Jan it really was nice to have lunch with you all, thanks for inviting us. Its so nice to be able to get out and do things again, even just the smallest things its so nice to do now. I will still look at your laptop today if you want, we wont be long in springfield, just a quick trip there and back, its actually in rogersville so it should be easy to get too. I wont say much about Susans crazy eval but that I still think that doctor didnt know what he was doing, he said she was "normal"? You got to be kidding me?? Susan?? Normal?? hahaha, she's anything but!! LOL But really, who of us IS normal? LOL Well now that i've earned my smack for the day I better get going lol. I'll come get the shelf today and start painting it, I wanna paint to match the cabinets, its going to looks soooooo good in the kitchen, I cant wait to get in there.

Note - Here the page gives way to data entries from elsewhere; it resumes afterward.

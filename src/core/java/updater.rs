// ─── Java Edition Updater ───
// manifest → client JSON → client jar (+ asset index) → java/<version>/.

use std::path::{Path, PathBuf};

use async_trait::async_trait;
use reqwest::Client;
use tracing::{debug, info, warn};

use super::asset_index::AssetIndex;
use super::client::{AssetIndexInfo, ClientJson};
use super::jar::{read_lang_files, source_file_name};
use super::manifest::{VersionEntry, VersionManifest};
use crate::core::downloader::Downloader;
use crate::core::error::{SyncError, SyncResult};
use crate::core::http::{get_json, RetryPolicy};
use crate::core::lang::write_json_sibling;
use crate::core::ledger::{sha1_hex, FileHashes, Ledger};
use crate::core::staging::{read_file, write_file, StagingDir};
use crate::core::state::Settings;
use crate::core::version::Target;

/// Where Java Edition metadata and files come from.
#[async_trait]
pub trait JavaSource: Send + Sync {
    async fn manifest(&self) -> SyncResult<VersionManifest>;
    async fn client_json(&self, entry: &VersionEntry) -> SyncResult<ClientJson>;
    async fn asset_index(&self, info: &AssetIndexInfo) -> SyncResult<AssetIndex>;
    async fn download(&self, url: &str, dest: &Path, sha1: Option<&str>) -> SyncResult<PathBuf>;
}

/// Mojang's piston-meta and resources hosts.
pub struct MojangSource {
    downloader: Downloader,
    retry: RetryPolicy,
}

impl MojangSource {
    pub fn new(client: Client, retry: RetryPolicy) -> Self {
        Self {
            downloader: Downloader::new(client, retry),
            retry,
        }
    }
}

#[async_trait]
impl JavaSource for MojangSource {
    async fn manifest(&self) -> SyncResult<VersionManifest> {
        VersionManifest::fetch(self.downloader.client(), self.retry).await
    }

    async fn client_json(&self, entry: &VersionEntry) -> SyncResult<ClientJson> {
        info!(
            "Fetching client manifest \"{}\"",
            entry.url.rsplit('/').next().unwrap_or(&entry.url)
        );
        get_json(self.downloader.client(), &entry.url, self.retry).await
    }

    async fn asset_index(&self, info: &AssetIndexInfo) -> SyncResult<AssetIndex> {
        info!("Fetching asset index {}", info.id);
        get_json(self.downloader.client(), &info.url, self.retry).await
    }

    async fn download(&self, url: &str, dest: &Path, sha1: Option<&str>) -> SyncResult<PathBuf> {
        self.downloader.download_file(url, dest, sha1).await
    }
}

#[derive(Debug, Clone, PartialEq, Eq)]
pub enum JavaOutcome {
    UpToDate {
        version: String,
    },
    Updated {
        version: String,
        files: usize,
        ledger_changed: bool,
    },
}

impl JavaOutcome {
    pub fn version(&self) -> &str {
        match self {
            JavaOutcome::UpToDate { version } | JavaOutcome::Updated { version, .. } => version,
        }
    }
}

pub struct JavaUpdater<'a> {
    settings: &'a Settings,
    source: &'a dyn JavaSource,
}

impl<'a> JavaUpdater<'a> {
    pub fn new(settings: &'a Settings, source: &'a dyn JavaSource) -> Self {
        Self { settings, source }
    }

    pub async fn manifest(&self) -> SyncResult<VersionManifest> {
        self.source.manifest().await
    }

    pub async fn run(&self, target: &Target) -> SyncResult<JavaOutcome> {
        let manifest = self.source.manifest().await?;
        self.run_with_manifest(&manifest, target).await
    }

    pub fn is_present(&self, version: &str) -> bool {
        self.settings.java_dir().join(version).is_dir()
    }

    pub async fn run_with_manifest(
        &self,
        manifest: &VersionManifest,
        target: &Target,
    ) -> SyncResult<JavaOutcome> {
        let settings = self.settings;
        let entry = manifest.resolve(target)?;
        let version = entry.id.clone();

        let mut ledger = Ledger::load(&settings.base_dir);
        let recorded = ledger.java.as_ref().is_some_and(|r| r.version == version);
        if recorded && self.is_present(&version) {
            info!("Java Edition {} is up to date", version);
            return Ok(JavaOutcome::UpToDate { version });
        }

        info!("Processing Java Edition {}", version);
        let client = self.source.client_json(entry).await?;
        let jar = client.client_download(&version)?;

        let jar_path = settings
            .packages_dir()
            .join(format!("Java_Edition_{version}.jar"));
        self.source
            .download(&jar.url, &jar_path, Some(&jar.sha1))
            .await?;

        let target_dir = settings.java_dir().join(&version);
        let staging = StagingDir::for_target(&target_dir)?;
        let mut hashes = FileHashes::new();

        let jar_files = read_lang_files(&jar_path, &settings.languages)?;
        for file in &jar_files {
            write_file(&staging.path().join(&file.file_name), &file.bytes)?;
            hashes.insert(file.file_name.clone(), sha1_hex(&file.bytes));
        }

        if jar_files.len() <= 1 {
            match &client.asset_index {
                Some(info) => {
                    let skip = source_file_name(&jar_files);
                    self.download_asset_langs(info, skip, staging.path(), &mut hashes)
                        .await?;
                }
                None => warn!("Java Edition {} has no asset index", version),
            }
        }

        if hashes.is_empty() {
            return Err(SyncError::NotFound(format!(
                "Java Edition {version} has no language files"
            )));
        }

        for name in hashes.keys().filter(|n| n.ends_with(".lang")) {
            let path = staging.path().join(name);
            write_json_sibling(&path, &read_file(&path)?)?;
        }

        // The tree lands last so a failed ledger write leaves the version missing.
        let files = hashes.len();
        let ledger_changed =
            Ledger::record(&mut ledger.java, &version, hashes, client.asset_index_value()?);
        if ledger_changed {
            ledger.save(&settings.base_dir)?;
        }

        staging.promote()?;
        if !settings.keep_packages {
            if let Err(e) = std::fs::remove_file(&jar_path) {
                warn!("Could not remove {:?}: {}", jar_path, e);
            }
        }

        info!("Java Edition {} done ({} language files)", version, files);
        Ok(JavaOutcome::Updated {
            version,
            files,
            ledger_changed,
        })
    }

    async fn download_asset_langs(
        &self,
        info: &AssetIndexInfo,
        skip: Option<&str>,
        dest_dir: &Path,
        hashes: &mut FileHashes,
    ) -> SyncResult<()> {
        let index = self.source.asset_index(info).await?;
        let objects = index.language_objects();
        let wanted: Vec<_> = objects
            .iter()
            .filter(|(name, _)| Some(name.as_str()) != skip)
            .filter(|(name, _)| self.settings.languages.allows(name))
            .collect();
        info!("Downloading {} language files from asset index {}", wanted.len(), info.id);

        for (name, object) in wanted {
            debug!("Downloading language file \"{}\" ({})", name, object.hash);
            self.source
                .download(&object.url(), &dest_dir.join(name), Some(&object.hash))
                .await?;
            hashes.insert(name.clone(), object.hash.clone());
        }
        Ok(())
    }
}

You all have a great day. Enjoy the weather while we have it so nice.
Andy
When Paul gets up I'm going to get on a chair and "smack" him!!! I'm like that... when Jan and Sugar "fight" then I want to call up my sister and "fight"! Too funny about Andy getting his "smack" every day!
Mimi~ How Paul got into the "cooking" is so many of the guys at his work are baking cookies and bringing them to work to share and Paul is I guess the only on that does not... so he thought he better get busy and learn since I am not baking so much any more and he does not want to ask me to do it... he thought he would do it himself... now that's pretty noble of him but after this lesson we will see what his resolve is!!!! I can't wait cause I know him... he will try and find an "easier" way to do it and you and I know there is only one way to do it! if you want them to be "right" and throwing it all in the mixer is not right! ~tee hee
On the walking... yes I am able to do it but boy oh boy does it get my heart to pounding and I'm sucking breath as deep and hard as I can imagine... going up those two hills... it is further too... I'm guessing about 4 miles now... I will take the car and clock it here soon... and then I come in and do 20 to 30 minutes with my new weights ... they are 3 lbs. Boy is my left arm so much weaker than my right arm and there is so much more "grinding and popping" in my right arm. But I know I need to do it... I can sure tell there are hard muscles in my upper legs that was not there before... or maybe it's just that is was so much more buried in fat that I couldn't feel it!
Cor ~ You hang in there on the protein and water... you will get there and you will feel better too! But it's sounds like you are getting alot done in the mean time. It always feels good to get those things done that needed it for some time. I now have several "projects" that I need to look at when the weather warms up a bit....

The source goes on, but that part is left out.